Dans son article 20, la Convention Internationale des Droits de l’Enfant (CIDE) souligne que « tout enfant qui est temporairement ou définitivement privé de son milieu familial, ou qui dans son propre intérêt ne peut être laissé dans ce milieu, a droit à une protection et une aide spéciales de l’Etat » et que « les Etats parties prévoient pour cet enfant une protection de remplacement conforme à leur législation nationale ». Or, on remarque que cet engagement étatique à la protection des MIE/MNA n’est pas assez tenu.
Face à ce constat, dans ses observations finales remises à la France en 2016, le Comité des Droits de l’Enfant des Nations Unies s’est dit préoccupé par « la situation des enfants migrants non accompagnés qui ne peuvent bénéficier ni d’une protection spéciale ni de mesures d’assistance dans l’État partie ». Ses préoccupations sont de plusieurs ordres : il souligne notamment l’insuffisante prise en compte de l’intérêt supérieur de l’enfant en tant que principe directeur dans tous les processus initiaux d’évaluation et dans les décisions ultérieures, ainsi que les difficultés qu’ont les enfants à avoir accès aux structures de protection de l’enfance, à la représentation juridique et aux services de soutien psychologique, d’assistance sociale et d’éducation. Ces carences font que des centaines de mineurs passent ainsi plusieurs mois à la rue totalement privés des droits reconnus par la CIDE et exposés à plusieurs formes d’exploitations, notamment la traite des êtres humains indépendamment des principes de la présomption de la minorité et du bénéfice du doute profitable aux mineurs.
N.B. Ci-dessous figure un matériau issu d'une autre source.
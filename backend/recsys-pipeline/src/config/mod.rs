use crate::error::{PipelineError, Result};
use crate::models::{EventType, Stage};
use crate::services::ranking::CandidateFeatures;
use chrono::{DateTime, NaiveDate, TimeZone, Utc};
use serde::Deserialize;
use std::collections::HashMap;
use std::path::{Path, PathBuf};

#[derive(Debug, Clone, Deserialize)]
pub struct PipelineConfig {
    pub paths: PathsConfig,
    pub time: TimeConfig,
    #[serde(default)]
    pub event_type_weight: HashMap<EventType, f64>,
    pub candidates: CandidatesConfig,
    pub blend: BlendConfig,
    pub diversity: DiversityConfig,
    pub submission: SubmissionConfig,
    #[serde(default)]
    pub ranker: RankerConfig,
}

#[derive(Debug, Clone, Deserialize)]
pub struct PathsConfig {
    pub interactions: PathBuf,
    pub items: PathBuf,
    pub interim_dir: PathBuf,
    pub processed_dir: PathBuf,
}

#[derive(Debug, Clone, Deserialize)]
pub struct TimeConfig {
    /// Cutoff of the val stage: `YYYY-MM-DD` (UTC midnight), RFC 3339, or epoch ms.
    pub val_start: String,
    pub test_start: String,
    pub decay_half_life_days: u32,
}

#[derive(Debug, Clone, Deserialize)]
pub struct CandidatesConfig {
    pub history_window_days: u32,
    pub topk_per_anchor: usize,
    pub per_user_from_covis: usize,
    pub per_user_from_pop: usize,
    /// Most recent distinct items used as co-visitation anchors
    pub recent_anchors: usize,
    /// Events kept per user (most recent) before the pairwise expansion
    pub max_events_per_user: usize,
}

#[derive(Debug, Clone, Deserialize)]
pub struct BlendConfig {
    pub rrf_k: u32,
}

#[derive(Debug, Clone, Deserialize)]
pub struct DiversityConfig {
    pub mmr_lambda: f64,
    pub max_per_brand: usize,
    pub max_per_category: usize,
}

#[derive(Debug, Clone, Deserialize)]
pub struct SubmissionConfig {
    pub final_topk: usize,
    pub filename_val: PathBuf,
    pub filename_test: PathBuf,
}

#[derive(Debug, Clone, Default, Deserialize)]
pub struct RankerConfig {
    /// In-process linear scorer over `CandidateFeatures`; when absent the score artifact is used.
    #[serde(default)]
    pub linear_weights: Option<Vec<f64>>,
}

impl PipelineConfig {
    /// Load from a YAML file, overlaid with `RECSYS_*` environment variables.
    pub fn load(path: &Path) -> Result<Self> {
        dotenvy::dotenv().ok();

        if !path.exists() {
            return Err(PipelineError::Configuration(format!(
                "config file not found: {}",
                path.display()
            )));
        }

        let builder = Self::with_defaults(config::Config::builder())?
            .add_source(config::File::from(path))
            .add_source(
                config::Environment::with_prefix("RECSYS")
                    .prefix_separator("_")
                    .separator("__")
                    .try_parsing(true),
            );

        Self::finish(builder.build()?)
    }

    pub fn from_yaml_str(yaml: &str) -> Result<Self> {
        let builder = Self::with_defaults(config::Config::builder())?
            .add_source(config::File::from_str(yaml, config::FileFormat::Yaml));

        Self::finish(builder.build()?)
    }

    fn with_defaults(
        builder: config::ConfigBuilder<config::builder::DefaultState>,
    ) -> Result<config::ConfigBuilder<config::builder::DefaultState>> {
        Ok(builder
            .set_default("blend.rrf_k", 60)?
            .set_default("candidates.recent_anchors", 20)?
            .set_default("candidates.max_events_per_user", 200)?)
    }

    fn finish(settings: config::Config) -> Result<Self> {
        let config: PipelineConfig = settings.try_deserialize()?;
        config.validate()?;
        Ok(config)
    }

    pub fn validate(&self) -> Result<()> {
        let fail = |msg: String| Err(PipelineError::Configuration(msg));

        if self.time.decay_half_life_days == 0 {
            return fail("time.decay_half_life_days must be greater than 0".to_string());
        }

        if self.candidates.history_window_days == 0 {
            return fail("candidates.history_window_days must be greater than 0".to_string());
        }

        if self.candidates.topk_per_anchor == 0 {
            return fail("candidates.topk_per_anchor must be greater than 0".to_string());
        }

        if self.candidates.recent_anchors == 0 {
            return fail("candidates.recent_anchors must be greater than 0".to_string());
        }

        if self.candidates.max_events_per_user < 2 {
            return fail("candidates.max_events_per_user must be at least 2".to_string());
        }

        if self.blend.rrf_k == 0 {
            return fail("blend.rrf_k must be greater than 0".to_string());
        }

        let lambda = self.diversity.mmr_lambda;
        if !lambda.is_finite() || !(0.0..=1.0).contains(&lambda) {
            return fail(format!("diversity.mmr_lambda must be in [0, 1], got {}", lambda));
        }

        if self.submission.final_topk == 0 {
            return fail("submission.final_topk must be greater than 0".to_string());
        }

        for (event_type, weight) in &self.event_type_weight {
            if !weight.is_finite() || *weight <= 0.0 {
                return fail(format!(
                    "event_type_weight.{} must be a positive number, got {}",
                    event_type.as_str(),
                    weight
                ));
            }
        }

        if let Some(weights) = &self.ranker.linear_weights {
            if weights.len() != CandidateFeatures::LEN {
                return fail(format!(
                    "ranker.linear_weights must have {} entries, got {}",
                    CandidateFeatures::LEN,
                    weights.len()
                ));
            }
            if weights.iter().any(|w| !w.is_finite()) {
                return fail("ranker.linear_weights must be finite".to_string());
            }
        }

        for stage in [Stage::Val, Stage::Test] {
            self.cutoff_ms(stage)?;
        }

        Ok(())
    }

    /// Exclusive upper bound of the interaction window for a stage, epoch ms.
    pub fn cutoff_ms(&self, stage: Stage) -> Result<i64> {
        let raw = match stage {
            Stage::Val => &self.time.val_start,
            Stage::Test => &self.time.test_start,
        };
        parse_cutoff(raw).map_err(|msg| {
            PipelineError::Configuration(format!("time.{}_start: {}", stage.as_str(), msg))
        })
    }

    pub fn candidates_path(&self, stage: Stage) -> PathBuf {
        self.paths
            .interim_dir
            .join(format!("candidates_{}.jsonl", stage))
    }

    pub fn ranker_scores_path(&self, stage: Stage) -> PathBuf {
        self.paths
            .processed_dir
            .join(format!("scores_{}.jsonl", stage))
    }

    /// Scores from the in-process ranker. Kept apart from `ranker_scores_path`
    /// so a later run without a ranker never picks them up as external input.
    pub fn inproc_scores_path(&self, stage: Stage) -> PathBuf {
        self.paths
            .processed_dir
            .join(format!("inproc_scores_{}.jsonl", stage))
    }

    pub fn blended_path(&self, stage: Stage) -> PathBuf {
        self.paths
            .processed_dir
            .join(format!("blended_{}.jsonl", stage))
    }

    pub fn final_path(&self, stage: Stage) -> PathBuf {
        self.paths
            .processed_dir
            .join(format!("final_{}.jsonl", stage))
    }

    pub fn submission_path(&self, stage: Stage) -> &Path {
        match stage {
            Stage::Val => &self.submission.filename_val,
            Stage::Test => &self.submission.filename_test,
        }
    }
}

fn parse_cutoff(raw: &str) -> std::result::Result<i64, String> {
    let raw = raw.trim();

    if let Ok(ms) = raw.parse::<i64>() {
        if ms < 0 {
            return Err(format!("negative epoch milliseconds: {}", ms));
        }
        return Ok(ms);
    }

    if let Ok(ts) = DateTime::parse_from_rfc3339(raw) {
        return Ok(ts.timestamp_millis());
    }

    let date = NaiveDate::parse_from_str(raw, "%Y-%m-%d")
        .map_err(|e| format!("cannot parse '{}': {}", raw, e))?;
    let midnight = date
        .and_hms_opt(0, 0, 0)
        .ok_or_else(|| format!("invalid date: {}", raw))?;
    Ok(Utc.from_utc_datetime(&midnight).timestamp_millis())
}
Face à cette situation extrêmement préoccupante, nous, le Collectif Agir Ensemble pour les Droits de l’Enfant, nous recommandons :
- L’application effective de la présomption de minorité pendant toutes les procédures d’évaluation de la minorité et de l’isolement et la mise à l’abri inconditionnelle des mineurs dans des structures adaptées au cours de ces procédures et même pendant leurs recours devant le juge des enfants ;
- La suppression des tests osseux comme méthode de détermination de l’âge qui n’ont aucune fiabilité prouvée scientifiquement et qui n’apportent pas d’informations médicales suffisamment précises pour déterminer l’âge des mineurs évalués ;
- La prise en compte des documents d’identité des mineurs et la vérification documentaire conforme aux modalités de l’article 47 du Code civil pour mettre fin à une logique de suspicion systématique de majorité ;
- L’harmonisation des méthodes d’évaluation de la minorité dans les différents départements et l’orientation des mineurs vers d’autres départements en tenant compte de l’intérêt supérieur des mineurs, de leurs opinions, des structures d’accueil et de leur projet professionnel.
Le Collectif AEDE réitère que le dispositif d’accueil, d’évaluation et de mise à l’abri des MIE/MNA ne devrait pas se transformer en un dispositif de gestion de flux de nouveaux migrants arrivant sur le territoire, fondé sur la mise en doute de la parole du mineur et de recours à des examens dont la fiabilité est très contestable. Nous demandons que ce dispositif considère ces mineurs comme des enfants avant tout, en respectant des principes fondamentaux comme celui de l’intérêt supérieur du mineur et en leur garantissant tous les droits régis par la CIDE sans discrimination aucune.